In last year’s extended mandate of the Office, President Boakai pledged that his government would give it $US2 million annually. But the Office has only received $US800,000 — 40 percent — of those funds.

Liberian women demanding fair justice for wartime atrocities in July 2025. Credit: Anthony Stephens/New Narratives.

Barbu has accused senior government officials of undermining the process. In a live radio appearance on Okay FM, Barbu said he had circulated draft bills for the courts months ago to senior officials, including Oswald Tweh, the justice minister; Bushuben Keita, the president’s legal adviser; Samuel Kofi Woods, the national security adviser; Sam Stevquoah, minister of state for presidential affairs; and Nathaniel Kwabo, cabinet director.

But Barbu said he has not had a response and the process had stalled.

“Some people, they protecting themselves,” he said. “Some people, they don’t want this government to get this particular thing to go.”

In a statement from his office Woods rejected Barbu’s allegations, calling them “false, unfounded, and ill-fated.” He called for an independent performance evaluation, an audit of the office and an investigation into the allegations.
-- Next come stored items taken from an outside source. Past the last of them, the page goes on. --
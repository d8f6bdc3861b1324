//! Error types for tinta-core.

use std::path::PathBuf;

use thiserror::Error;

/// All errors that can arise while loading daemon configuration.
#[derive(Debug, Error)]
pub enum ConfigError {
    /// Underlying I/O failure reading the file.
    #[error("I/O error at {path}: {source}")]
    Io {
        path: PathBuf,
        #[source]
        source: std::io::Error,
    },

    /// YAML serialization error (rendering the effective config).
    #[error("YAML serialization error: {0}")]
    Yaml(#[from] serde_yaml::Error),

    /// YAML parse error on load, with the file path and serde_yaml's line context.
    #[error("failed to parse config at {path}: {source}")]
    Parse {
        path: PathBuf,
        #[source]
        source: serde_yaml::Error,
    },

    /// An explicitly requested config file does not exist.
    #[error("config not found at {path}")]
    NotFound { path: PathBuf },

    /// Parsed successfully but violates a cross-field constraint.
    #[error("invalid config: {0}")]
    Invalid(String),
}
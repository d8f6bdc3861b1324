//! tinta core library: shared domain types, configuration, errors.
//!
//! - [`types`]: brightness and frontlight newtypes
//! - [`config`]: YAML [`DaemonConfig`] load / validate
//! - [`error`]: [`ConfigError`]

pub mod config;
pub mod error;
pub mod types;

pub use config::{ClientConfig, DaemonConfig, EcConfig, PanelConfig};
pub use error::ConfigError;
pub use types::{BrightnessLevel, FrontlightState, InvalidBrightness};
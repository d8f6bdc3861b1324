use thiserror::Error;

/// Failure of a single EC operation.
///
/// A readback that differs from the written value is not an error; it is
/// reported through [`crate::Verified`] with `success == false`.
#[derive(Debug, Error)]
pub enum EcError {
    /// A buffer handshake gate did not open before the deadline. Hardware
    /// state after this is unknown.
    #[error("EC {stage} buffer timeout")]
    Timeout { stage: TimeoutStage },

    /// Malformed parameters; no hardware was touched.
    #[error("{0}")]
    InvalidArgument(String),

    /// Port access was never established at startup.
    #[error("EC access unavailable: {0}")]
    Unavailable(String),

    #[error("EC port I/O error: {0}")]
    Io(#[from] std::io::Error),
}

/// Which handshake gate timed out.
#[derive(Debug, Clone, Copy, PartialEq, Eq)]
pub enum TimeoutStage {
    /// Waiting for IBF to clear.
    InputBuffer,
    /// Waiting for OBF to be set.
    OutputBuffer,
}

impl std::fmt::Display for TimeoutStage {
    fn fmt(&self, f: &mut std::fmt::Formatter<'_>) -> std::fmt::Result {
        match self {
            TimeoutStage::InputBuffer => f.write_str("input (IBF)"),
            TimeoutStage::OutputBuffer => f.write_str("output (OBF)"),
        }
    }
}

/// Why port access did not become available at startup.
#[derive(Debug, Error)]
pub enum AccessError {
    #[error("Secure Boot is enabled; kernel lockdown blocks direct I/O port access")]
    SecureBootBlocked,

    #[error("could not determine Secure Boot state: {0}")]
    SecureBootUnknown(std::io::Error),

    #[error("failed to get I/O port access (are you root?): {0}")]
    PermissionDenied(std::io::Error),

    #[error("EC read verification failed: {0}")]
    VerificationFailed(EcError),
}
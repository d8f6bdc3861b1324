//! `tinta daemon`: privileged helper lifecycle.

use anyhow::{Context, Result};
use clap::{Args, Subcommand};
use serde_json::{json, Value};

use tinta_daemon::{liveness, start_blocking, MarkerState};

use super::{load_config, probe};
use crate::GlobalArgs;

#[derive(Subcommand, Debug)]
pub enum DaemonCommand {
    /// Run the helper in the foreground (needs root for EC port access).
    Start(StartArgs),
    /// Ask a running helper to shut down.
    Stop,
    /// Report whether a helper is running and what it sees.
    Status,
}

#[derive(Args, Debug)]
pub struct StartArgs {
    /// Serve EC commands against the in-process simulator.
    #[arg(long)]
    pub simulate: bool,

    /// Override the liveness marker path.
    #[arg(long)]
    pub pid_file: Option<std::path::PathBuf>,
}

pub fn run(global: &GlobalArgs, command: DaemonCommand) -> Result<()> {
    let mut config = load_config(global)?;

    match command {
        DaemonCommand::Start(args) => {
            if args.simulate {
                config.ec.simulate = true;
            }
            if let Some(pid_file) = args.pid_file {
                config.pid_file = pid_file;
            }
            start_blocking(config).context("daemon exited with error")?;
        }
        DaemonCommand::Stop => match probe(&config) {
            Some(session) => {
                session.disconnect();
                println!("daemon stop requested");
            }
            None => println!("daemon is not running"),
        },
        DaemonCommand::Status => {
            let marker = match liveness::inspect(&config.pid_file)
                .context("failed to read liveness marker")?
            {
                MarkerState::Absent => Value::Null,
                MarkerState::Stale(pid) => json!({ "state": "stale", "pid": pid }),
                MarkerState::Live(pid) => json!({ "state": "live", "pid": pid }),
            };

            let payload = match probe(&config) {
                Some(session) => {
                    let status = session.status().context("failed to query daemon status")?;
                    session.close();
                    let mut payload = json!({
                        "running": true,
                        "socket": config.socket_path.display().to_string(),
                        "marker": marker,
                    });
                    if let Value::Object(fields) = &mut payload {
                        fields.extend(status.fields);
                    }
                    payload
                }
                None => json!({
                    "running": false,
                    "socket": config.socket_path.display().to_string(),
                    "marker": marker,
                }),
            };
            println!(
                "{}",
                serde_json::to_string_pretty(&payload)
                    .context("failed to render daemon status JSON")?
            );
        }
    }

    Ok(())
}
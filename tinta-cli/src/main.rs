//! tinta: control the privileged frontlight / E-Ink helper.
//!
//! # Usage
//!
//! ```text
//! tinta daemon start|stop|status
//! tinta eink | oled
//! tinta refresh [--quick]
//! tinta frontlight on [--level N] | off
//! tinta brightness <0-8>
//! tinta status | keepalive
//! tinta attach [--seconds N] [--leave-running]
//! tinta config show
//! ```
//!
//! Global flags: `--config <path>`, `--socket <path>`, `--json`.

mod commands;

use std::path::PathBuf;

use anyhow::Result;
use clap::{Args, Parser, Subcommand};

use commands::{
    attach::AttachArgs, config::ConfigCommand, daemon::DaemonCommand, hardware::FrontlightCommand,
    hardware::RefreshArgs,
};

// ---------------------------------------------------------------------------
// CLI entry point
// ---------------------------------------------------------------------------

#[derive(Parser, Debug)]
#[command(
    name = "tinta",
    version,
    about = "Frontlight and E-Ink control through the tinta helper daemon",
    long_about = None,
)]
struct Cli {
    #[command(flatten)]
    global: GlobalArgs,

    #[command(subcommand)]
    command: Commands,
}

/// Flags shared by every subcommand.
#[derive(Args, Debug, Clone, Default)]
pub struct GlobalArgs {
    /// Config file (default: /etc/tinta/config.yaml if present).
    #[arg(long, global = true)]
    pub config: Option<PathBuf>,

    /// Override the helper socket path.
    #[arg(long, global = true)]
    pub socket: Option<PathBuf>,

    /// Emit machine-readable JSON.
    #[arg(long, global = true)]
    pub json: bool,
}

#[derive(Subcommand, Debug)]
enum Commands {
    /// Run, stop or query the privileged helper daemon.
    Daemon {
        #[command(subcommand)]
        command: DaemonCommand,
    },

    /// Switch the panel to E-Ink mode.
    Eink,

    /// Switch the panel back to OLED mode.
    Oled,

    /// Refresh the E-Ink panel.
    Refresh(RefreshArgs),

    /// Turn the frontlight on or off.
    Frontlight {
        #[command(subcommand)]
        command: FrontlightCommand,
    },

    /// Set frontlight brightness (0-8).
    Brightness {
        #[arg(value_parser = clap::value_parser!(u8).range(0..=8))]
        level: u8,
    },

    /// Show EC access state and current frontlight readings.
    Status,

    /// Send one keepalive to the helper.
    Keepalive,

    /// Hold a session open, feeding the helper's watchdog.
    Attach(AttachArgs),

    /// Inspect the effective configuration.
    Config {
        #[command(subcommand)]
        command: ConfigCommand,
    },
}

// ---------------------------------------------------------------------------
// Main
// ---------------------------------------------------------------------------

fn main() -> Result<()> {
    let cli = Cli::parse();
    // `daemon start` installs its own subscriber at the configured level.
    if !matches!(
        cli.command,
        Commands::Daemon {
            command: DaemonCommand::Start(_)
        }
    ) {
        tinta_daemon::init_tracing("warn");
    }

    let global = cli.global;
    match cli.command {
        Commands::Daemon { command } => commands::daemon::run(&global, command),
        Commands::Eink => commands::hardware::eink(&global),
        Commands::Oled => commands::hardware::oled(&global),
        Commands::Refresh(args) => commands::hardware::refresh(&global, args),
        Commands::Frontlight { command } => commands::hardware::frontlight(&global, command),
        Commands::Brightness { level } => commands::hardware::brightness(&global, level),
        Commands::Status => commands::hardware::status(&global),
        Commands::Keepalive => commands::hardware::keepalive(&global),
        Commands::Attach(args) => args.run(&global),
        Commands::Config { command } => commands::config::run(&global, command),
    }
}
Tweh, under whose supervision the office operates, also rejected Barbu’s claims, describing them as “far-fetched, false and misleading.”

But Tweh acknowledged that money had been withheld saying it was because Barbu had failed to meet a government requirement that the Office was spending the government money on. The lack of transparency of spending by the Office had been a concern of all stakeholders in the process. 

Keita, Stevquoah and Kwabo did not respond to requests for comment.

The civil society coalition urged the government to release the funds, but only to a “renewed, restructured, refocused and realigned” Office so that justice and accountability for past war and economic crimes can be carried out.

The coalition also said the Office should comply with the government’s request for a spending plan. The request, it said, “is long overdue and should be honored” because the funds involved are public money “for which the government is held accountable.”

The group called for restructuring the Office to “strengthen institutional capacity, eliminate performance inefficiencies and waste of national resources. Liberians deserve a credible institution that prioritizes their voices, and delivers on the promise of transparency and accountability.”

Barbu was appointed to the role after an exhaustive recruitment process. He had replaced the first head whose job was withdrawn after an outcry by victims and donors about the lack of transparency in the appointment

 “Jungle Jabbeh” leads rebels during the first civil war. Credict: Patrick Robert / Sygma via Getty Images.

The uncertainty in Liberia comes as Mohammed Jabateh, the first of five former warlords convicted over war related crimes in courts in the United States and Europe, finally exhausted all his appeals.

In March, the United States Court of Appeals for the Third Circuit upheld the 30-year sentence given to Jabateh, a former commander with United Liberation Movement of Liberia (ULIMO), known as “Jungle Jabbah”, in 2017. Jabateh was convicted of immigration fraud and perjury for lying about his wartime role in immigration proceedings. It was the second of two appeals he filed.

In 2020, he argued the law had been misapplied. The court said the law “did not support the government’s interpretation,” but still upheld the conviction. In 2024, he argued the error made his conviction unconstitutional. The court rejected that claim, saying the issue had already been decided.

Civitas Maxima, which worked on the case with Liberia’s Global Justice and Research Project, said the appeals were unexpected because the case had appeared final.

“But standards of review exist for a reason — to make certain that the decisions of the trial court … are not too easily changed or overturned,” the group said. “Unfortunately for Jabateh, this means there is now true finality regarding all of his convictions.”

This story is a collaboration with New Narratives as part of the West Africa Justice Reporting Project. Funding was provided by the Swedish International Development Cooperation Agency which had no say in the story’s content.